-- EXERCISE GOAL --
Work through the data below and give the number of lines holding the word "VerificationQuery", without any other text.

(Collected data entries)
------------------------------------------------------------------------
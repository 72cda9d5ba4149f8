// Copyright (c) 2026 bad-antics
// Licensed under the MIT License. See LICENSE file in the project root.

//! Display device trait and software devices

use std::sync::Arc;

use anyhow::Result;
use parking_lot::Mutex;
use serde::{Deserialize, Serialize};
use tracing::info;

/// Backlight color
#[derive(Debug, Clone, Copy, PartialEq, Eq, Default, Serialize, Deserialize)]
pub struct Rgb {
    pub r: u8,
    pub g: u8,
    pub b: u8,
}

impl Rgb {
    pub const OFF: Rgb = Rgb::new(0, 0, 0);
    pub const GREEN: Rgb = Rgb::new(0, 255, 0);
    pub const RED: Rgb = Rgb::new(255, 0, 0);

    pub const fn new(r: u8, g: u8, b: u8) -> Self {
        Self { r, g, b }
    }
}

/// A character display with a colored backlight
pub trait DisplayDevice: Send {
    fn set_cursor(&mut self, row: u8, col: u8) -> Result<()>;

    fn set_color(&mut self, r: u8, g: u8, b: u8) -> Result<()>;

    fn write_text(&mut self, text: &str) -> Result<()>;
}

/// Logs what an LCD would show
#[derive(Debug, Default)]
pub struct ConsoleDisplay {
    color: Rgb,
}

impl ConsoleDisplay {
    pub fn new() -> Self {
        Self::default()
    }
}

impl DisplayDevice for ConsoleDisplay {
    fn set_cursor(&mut self, _row: u8, _col: u8) -> Result<()> {
        Ok(())
    }

    fn set_color(&mut self, r: u8, g: u8, b: u8) -> Result<()> {
        self.color = Rgb::new(r, g, b);
        Ok(())
    }

    fn write_text(&mut self, text: &str) -> Result<()> {
        let Rgb { r, g, b } = self.color;
        info!("[display rgb({},{},{})] |{}|", r, g, b, text);
        Ok(())
    }
}

/// One completed write: the color active at the time and the text written
#[derive(Debug, Clone, PartialEq, Eq)]
pub struct Frame {
    pub color: Rgb,
    pub text: String,
}

#[derive(Debug, Default)]
struct Screen {
    cursor: (u8, u8),
    color: Rgb,
    frames: Vec<Frame>,
}

/// In-memory display. Clones share the same screen, so a caller can keep
/// one clone for inspection after handing the other to a controller.
#[derive(Debug, Clone, Default)]
pub struct MemoryDisplay {
    screen: Arc<Mutex<Screen>>,
}

impl MemoryDisplay {
    pub fn new() -> Self {
        Self::default()
    }

    /// Every write so far, oldest first
    pub fn frames(&self) -> Vec<Frame> {
        self.screen.lock().frames.clone()
    }

    /// Most recent write, if any
    pub fn last_frame(&self) -> Option<Frame> {
        self.screen.lock().frames.last().cloned()
    }

    pub fn cursor(&self) -> (u8, u8) {
        self.screen.lock().cursor
    }
}

impl DisplayDevice for MemoryDisplay {
    fn set_cursor(&mut self, row: u8, col: u8) -> Result<()> {
        self.screen.lock().cursor = (row, col);
        Ok(())
    }

    fn set_color(&mut self, r: u8, g: u8, b: u8) -> Result<()> {
        self.screen.lock().color = Rgb::new(r, g, b);
        Ok(())
    }

    fn write_text(&mut self, text: &str) -> Result<()> {
        let mut screen = self.screen.lock();
        let color = screen.color;
        screen.frames.push(Frame {
            color,
            text: text.to_string(),
        });
        Ok(())
    }
}
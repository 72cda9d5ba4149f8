//! Detection module - rising-edge trigger over the sample stream

mod edge;

pub use edge::{EdgeDetector, TriggerEvent, THRESHOLD};
// Copyright (c) 2026 bad-antics
// Licensed under the MIT License. See LICENSE file in the project root.

//! Remote seismic event feed

use std::time::Duration;

use anyhow::{Context, Result};
use async_trait::async_trait;
use serde::{Deserialize, Serialize};
use tracing::debug;

use super::{VerificationError, VerificationQuery};
use crate::config::FeedConfig;

/// GeoJSON feature collection as returned by the FDSN event service
#[derive(Debug, Clone, Default, PartialEq, Serialize, Deserialize)]
pub struct FeatureCollection {
    pub features: Vec<Feature>,
}

#[derive(Debug, Clone, Default, PartialEq, Serialize, Deserialize)]
pub struct Feature {
    #[serde(default)]
    pub id: Option<String>,
    #[serde(default)]
    pub properties: FeatureProperties,
}

#[derive(Debug, Clone, Default, PartialEq, Serialize, Deserialize)]
pub struct FeatureProperties {
    #[serde(default)]
    pub mag: Option<f64>,
    #[serde(default)]
    pub place: Option<String>,
    /// Origin time, milliseconds since the epoch
    #[serde(default)]
    pub time: Option<i64>,
}

/// Source of reported seismic events
#[async_trait]
pub trait EventFeed: Send + Sync {
    /// Issue one query. No retries.
    async fn fetch(&self, query: &VerificationQuery) -> Result<FeatureCollection, VerificationError>;
}

/// HTTP client for the USGS FDSN event query endpoint
pub struct UsgsFeed {
    client: reqwest::Client,
    endpoint: String,
}

impl UsgsFeed {
    pub fn new(config: &FeedConfig) -> Result<Self> {
        let client = reqwest::Client::builder()
            .timeout(Duration::from_secs(config.timeout_secs))
            .user_agent(concat!("quakewatch/", env!("CARGO_PKG_VERSION")))
            .build()
            .context("building HTTP client")?;

        Ok(Self {
            client,
            endpoint: config.endpoint.clone(),
        })
    }

    pub fn endpoint(&self) -> &str {
        &self.endpoint
    }
}

#[async_trait]
impl EventFeed for UsgsFeed {
    async fn fetch(&self, query: &VerificationQuery) -> Result<FeatureCollection, VerificationError> {
        debug!("GET {} {:?}", self.endpoint, query.params());

        let response = self
            .client
            .get(&self.endpoint)
            .query(&query.params())
            .send()
            .await?;

        let status = response.status();
        if !status.is_success() {
            return Err(VerificationError::Status(status.as_u16()));
        }

        let body = response.bytes().await?;
        Ok(serde_json::from_slice(&body)?)
    }
}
------------------------------------------------------------------------
-- RESULT --
3